1. Put up your feet, and grab an ice pack

Elevating your injured muscle will help reduce inflammation and make it easier to rest the affected area. Prop the injury up above heart level to help reduce fluid buildup and inflammation. Icing the injury will help ease pain and reduce inflammation further—cover the ice pack, frozen vegetables, or ice cubes in a bag with a towel to avoid injury to the skin, and ice 15-20 minutes every hour or two, at least during the first 24 hours while you are awake.

2. Compress it

Compression is a natural way to fight swelling that occurs after injury. Try to compress the area as soon as possible after the strain. You can use an ACE bandage, compression garment, or sleeve to accomplish this.
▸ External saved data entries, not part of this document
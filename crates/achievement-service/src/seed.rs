//! 演示数据填充
//!
//! 标准演示数据集：10 个用户（俄语/英语各半）和 6 个固定分值的成就，
//! 外加可配置数量的随机发放。集成测试与本地演示共用该数据集。

use rand::Rng;
use tracing::info;

use achieve_shared::error::Result;

use crate::store::LedgerStore;

/// 演示用户：姓名 + 偏好语言
const DEMO_USERS: [(&str, &str); 10] = [
    ("Иван", "ru"),
    ("Вася", "ru"),
    ("Олег", "ru"),
    ("Игорь", "ru"),
    ("Дмитрий", "ru"),
    ("John", "en"),
    ("Elvis", "en"),
    ("Eric", "en"),
    ("Bob", "en"),
    ("Lui", "en"),
];

/// 演示成就：名称、分值、源语言描述
const DEMO_ACHIEVEMENTS: [(&str, i32, &str); 6] = [
    (
        "Начинающий пользователь",
        10,
        "Выдается начинающему пользователю, который только начинает знакомиться с компьютерной системой.",
    ),
    (
        "Пользователь",
        25,
        "Выдается пользователю, имеющему некоторый пользовательский опыт.",
    ),
    (
        "Уверенный пользователь",
        40,
        "Выдается уверенному пользователю, имеющему хороший опыт и знания для работы в компьютерных системах.",
    ),
    (
        "Хацкерок",
        65,
        "Начинающий хакер, владеющий теоретической базой и небольшим опытом обхода компьютерных систем.",
    ),
    (
        "Хакер",
        80,
        "Хакер, владеющий достаточным опытом и знаниями, чтобы обойти систему средней сложности.",
    ),
    (
        "Кибер-Бог",
        100,
        "Хакер, владеющий достаточным опытом и знаниями, чтобы обойти компьютерную систему любой сложности.",
    ),
];

/// 填充配置
#[derive(Debug, Clone)]
pub struct SeedConfig {
    /// 随机发放的授予记录数
    pub award_count: usize,
}

impl Default for SeedConfig {
    /// 默认配置：10 条随机发放
    fn default() -> Self {
        Self { award_count: 10 }
    }
}

/// 填充结果统计
#[derive(Debug, Clone)]
pub struct SeedSummary {
    pub users: usize,
    pub achievements: usize,
    pub awards: usize,
}

/// 将演示数据填充到账本
///
/// 用户与成就为固定数据，授予记录在两者之间均匀随机分配。
pub fn populate(store: &LedgerStore, config: &SeedConfig) -> Result<SeedSummary> {
    let users: Vec<i64> = DEMO_USERS
        .iter()
        .map(|(name, lang)| store.create_user(*name, *lang).id)
        .collect();

    let achievements: Vec<i64> = DEMO_ACHIEVEMENTS
        .iter()
        .map(|(name, points, text)| {
            store
                .create_achievement(*name, *points, *text)
                .map(|a| a.id)
        })
        .collect::<Result<_>>()?;

    let mut rng = rand::rng();
    for _ in 0..config.award_count {
        let user_id = users[rng.random_range(0..users.len())];
        let achievement_id = achievements[rng.random_range(0..achievements.len())];
        store.grant_award(user_id, achievement_id, None)?;
    }

    let summary = SeedSummary {
        users: users.len(),
        achievements: achievements.len(),
        awards: config.award_count,
    };
    info!(
        users = summary.users,
        achievements = summary.achievements,
        awards = summary.awards,
        "演示数据填充完成"
    );
    Ok(summary)
}

#[cfg(test)]
mod tests {
    use super::*;
    use crate::query::{AchievementFilter, UserFilter};

    #[test]
    fn test_populate_creates_fixture() {
        let store = LedgerStore::new();
        let summary = populate(&store, &SeedConfig::default()).unwrap();

        assert_eq!(summary.users, 10);
        assert_eq!(summary.achievements, 6);
        assert_eq!(store.award_count(), 10);
    }

    #[test]
    fn test_fixture_language_split() {
        let store = LedgerStore::new();
        populate(&store, &SeedConfig { award_count: 0 }).unwrap();

        let ru = store.find_users(&UserFilter {
            lang: Some("ru".to_string()),
            ..Default::default()
        });
        let en = store.find_users(&UserFilter {
            lang: Some("en".to_string()),
            ..Default::default()
        });
        assert_eq!(ru.len(), 5);
        assert_eq!(en.len(), 5);
    }

    #[test]
    fn test_fixture_point_values() {
        let store = LedgerStore::new();
        populate(&store, &SeedConfig { award_count: 0 }).unwrap();

        let mut points: Vec<i32> = store
            .find_achievements(&AchievementFilter::default())
            .iter()
            .map(|a| a.points)
            .collect();
        points.sort_unstable();
        assert_eq!(points, vec![10, 25, 40, 65, 80, 100]);
    }

    #[test]
    fn test_awards_reference_existing_records() {
        let store = LedgerStore::new();
        populate(&store, &SeedConfig { award_count: 25 }).unwrap();

        for award in store.find_awards(&Default::default()) {
            assert!(store.get_user(award.user_id).is_some());
            assert!(store.get_achievement(award.achievement_id).is_some());
        }
    }
}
3. Muscle through the pain

Muscle strains are uncomfortable, but sometimes it’s best to avoid using painkillers if you want to recover quickly and you can stand it. Anti-inflammatory medications can interfere with normal healing processes, and might make the pulled muscle heal more slowly. If you are in enough pain that you absolutely need painkillers, you should arrange to see your doctor.

4. Leave it alone—and see a doctor if necessary

Don’t stretch your muscle or put unnecessary pressure on it as it heals. Most people want to avoid heading to the doctor’s office if they can help it, and because pulled muscles are common, most people don’t think they need the help of a doctor or nurse. While mild pulls may not need professional attention, it is always better to be safe than sorry. If your symptoms persist after a week or two, or you notice bruising, it’s best to head in right away. And if you suspect a severe pull? Don’t hesitate to make an appointment.

Don’t Come Back Too Quickly

Though these tips can sometimes help speed recovery, the fact of the matter is that a torn muscle needs time to heal—more time for more severe tears. If you’re anxious to stay in shape, you’re probably ready to head back to the gym as soon as your muscle starts feeling a bit better. However, going back to your normal exercise routine too soon can cause even more damage. Start slow, and make sure your body can tolerate the activity before you resume your routines. Don’t cause further injury by doing too much too soon—rest up, and give your muscles adequate time to heal!